The Allied victory also brought to the surface the ticklish problem of bringing to book the former top leadership of Nazi Germany, a process fraught with ambiguity. American lawyers and the substantial moral authority of the United States were both important influences upon the so-called Nuremburg trials of major German war criminals, as well as the similar prosecutions which followed. But the American legal system of the 1940’s was more attuned to the nineteenth century than the twentieth or twenty-first, and so were its practitioners. One of these was Harlan Fiske Stone, the then presiding Chief Justice of the United States Supreme Court. Justice Stone, a champion of judicial legitimacy and the protections provided by strict adherence to procedure, pronounced the Nuremburg proceedings a “high-grade lynching party”. That the trials were seriously undermined by ambiguity is attested by the cases against Reichmarshal Hermann Goering and Grand Admiral Karl Doenitz respectively.
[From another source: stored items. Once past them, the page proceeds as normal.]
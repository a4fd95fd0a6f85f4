//! # Quire
//!
//! A page-native block layout engine.
//!
//! Quire lays a tree of content blocks into a sequence of fixed-size
//! pages. Parents and children negotiate size through a proposal protocol,
//! configuration cascades down the tree through an immutable environment,
//! and content that cannot fit one page is measured once and re-rendered
//! split across page and column boundaries: repeated running headers,
//! page counters, balanced column heights.
//!
//! ## Architecture
//!
//! ```text
//! Block tree (API)
//!       |
//!   [model]    - blocks, resolution, transparent group flattening
//!       |
//!   [env]      - cascading configuration, functional overrides
//!       |
//!   [layout]   - size negotiation, stacks/grids/columns/tables,
//!                the pagination engine and its wrap phases
//!       |
//!   [render]   - the Renderer seam; recorded draw ops and bytes
//! ```
//!
//! Drawing is delegated to a [`render::Renderer`] implementation; the
//! engine itself never touches glyphs, paths or file formats. The built-in
//! [`render::RecordingRenderer`] records draw ops with deterministic text
//! metrics and serializes them to JSON bytes.

pub mod env;
pub mod error;
pub mod geometry;
pub mod layout;
pub mod model;
pub mod render;
pub mod style;

use env::{Environment, RenderMode};
use error::LayoutError;
use geometry::{Edges, Proposal, Rect, Size};
use layout::{draw, measure, RenderContext};
use model::{flatten, resolve, Block, PageGeometry, PageSize};
use render::{RecordingRenderer, RenderLayer, Renderer};

/// Summary of a completed render.
#[derive(Debug, Clone, Copy, PartialEq, Eq)]
pub struct RenderStats {
    /// Total pages emitted.
    pub pages: usize,
}

/// Render a block tree through the given renderer.
///
/// The document is traversed twice: a measured pass that performs full
/// pagination with every draw op suppressed (establishing the page count),
/// then a committed pass that emits. If the root resolves to nothing but
/// page blocks, each renders as its own page sequence; otherwise the whole
/// root is wrapped in one implicit page using `geometry`.
///
/// The renderer's bytes are retrieved separately via
/// [`render::Renderer::finish`]; see [`render_to_bytes`] for the one-call
/// form.
pub fn render(
    geometry: &PageGeometry,
    root: &Block,
    renderer: &mut dyn Renderer,
) -> Result<RenderStats, LayoutError> {
    validate(geometry)?;

    renderer.set_layer(RenderLayer::Measured);
    let pages = run_pass(geometry, root, renderer, RenderLayer::Measured, None);

    renderer.set_layer(RenderLayer::Committed);
    let pages = run_pass(geometry, root, renderer, RenderLayer::Committed, Some(pages));

    Ok(RenderStats { pages })
}

/// Render through the built-in [`RecordingRenderer`] and return the
/// serialized document bytes.
pub fn render_to_bytes(geometry: &PageGeometry, root: &Block) -> Result<Vec<u8>, LayoutError> {
    let mut renderer = RecordingRenderer::new();
    render(geometry, root, &mut renderer)?;
    renderer.finish()
}

fn validate(geometry: &PageGeometry) -> Result<(), LayoutError> {
    let (w, h) = geometry.size.dimensions();
    if w <= 0.0 || h <= 0.0 {
        return Err(LayoutError::InvalidGeometry(format!(
            "page size must be positive, got {w} x {h}"
        )));
    }
    if geometry.margin.horizontal() >= w || geometry.margin.vertical() >= h {
        return Err(LayoutError::InvalidGeometry(format!(
            "margins leave no content area on a {w} x {h} page"
        )));
    }
    Ok(())
}

/// One full document traversal at the given layer.
fn run_pass(
    geometry: &PageGeometry,
    root: &Block,
    renderer: &mut dyn Renderer,
    layer: RenderLayer,
    page_count: Option<usize>,
) -> usize {
    let env = Environment::default().with(|e| {
        e.render_mode = match layer {
            RenderLayer::Measured => RenderMode::Measured,
            RenderLayer::Committed => RenderMode::Committed,
        };
    });

    let pages = page_sequence(geometry, root, &env);
    let mut ctx = RenderContext::new(renderer, layer, page_count);
    for (size, margin, content) in pages {
        render_page(&mut ctx, &env, size, margin, content);
    }
    ctx.pages_emitted
}

/// Split the root into page-declaring blocks, or wrap it in one implicit
/// page.
fn page_sequence(
    geometry: &PageGeometry,
    root: &Block,
    env: &Environment,
) -> Vec<(PageSize, Edges, Block)> {
    let unwrap_page = |block: Block| -> (PageSize, Edges, Block) {
        match block {
            Block::Page {
                size,
                margin,
                content,
            } => (
                size.unwrap_or(geometry.size),
                margin.unwrap_or(geometry.margin),
                *content,
            ),
            other => (geometry.size, geometry.margin, other),
        }
    };

    match resolve(root.clone(), env) {
        page @ Block::Page { .. } => vec![unwrap_page(page)],
        Block::Group(children) => {
            let flat = flatten(&children, env);
            if flat.is_empty() {
                Vec::new()
            } else if flat.iter().all(|b| matches!(b, Block::Page { .. })) {
                flat.into_iter().map(unwrap_page).collect()
            } else {
                vec![(geometry.size, geometry.margin, Block::Group(flat))]
            }
        }
        other => vec![(geometry.size, geometry.margin, other)],
    }
}

fn render_page(
    ctx: &mut RenderContext<'_>,
    env: &Environment,
    size: PageSize,
    margin: Edges,
    content: Block,
) {
    let (w, h) = size.dimensions();
    let page = Size::new(w, h);
    let content_rect = Rect::new(
        margin.left,
        margin.top,
        (w - margin.horizontal()).max(0.0),
        (h - margin.vertical()).max(0.0),
    );
    ctx.begin_page(page, content_rect);
    ctx.deferred = None;

    let proposal = Proposal::from_size(content_rect.size());
    let size = measure(&content, ctx, env, proposal);
    let cw = size.max.width.min(content_rect.width);
    let ch = size.max.height.min(content_rect.height);
    draw(
        &content,
        ctx,
        env,
        Rect::new(content_rect.x, content_rect.y, cw, ch),
    );

    // Wrap phase: the page-wrap region registered during the traversal
    // above now consumes the rest of the document flow, turning pages as
    // needed.
    while let Some(deferred) = ctx.deferred.take() {
        deferred(ctx);
    }
}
Although the indictment charged Goering with war crimes, it did not mention unlawful aerial bombardment, and the prosecution made no effort whatever to build a case for war crimes against the former head of the German air force in connection with attack from the air. Doenitz was convicted of war crimes for the German conduct of the war at sea, yet his plea for clemency was supported by letters from at least 100 U.S. naval officers, as well as the personal testimony of Admiral Chester Nimitz.
Exorcising Hitler is a journey through a desolated landscape, brought about by a cataclysm without parallel since the Thirty Years War. Frederick Taylor has woven together the disparate lives of people on either side of the divide between victor and defeated, and in doing so has illuminated the ambiguities that pervade life, individual and collective.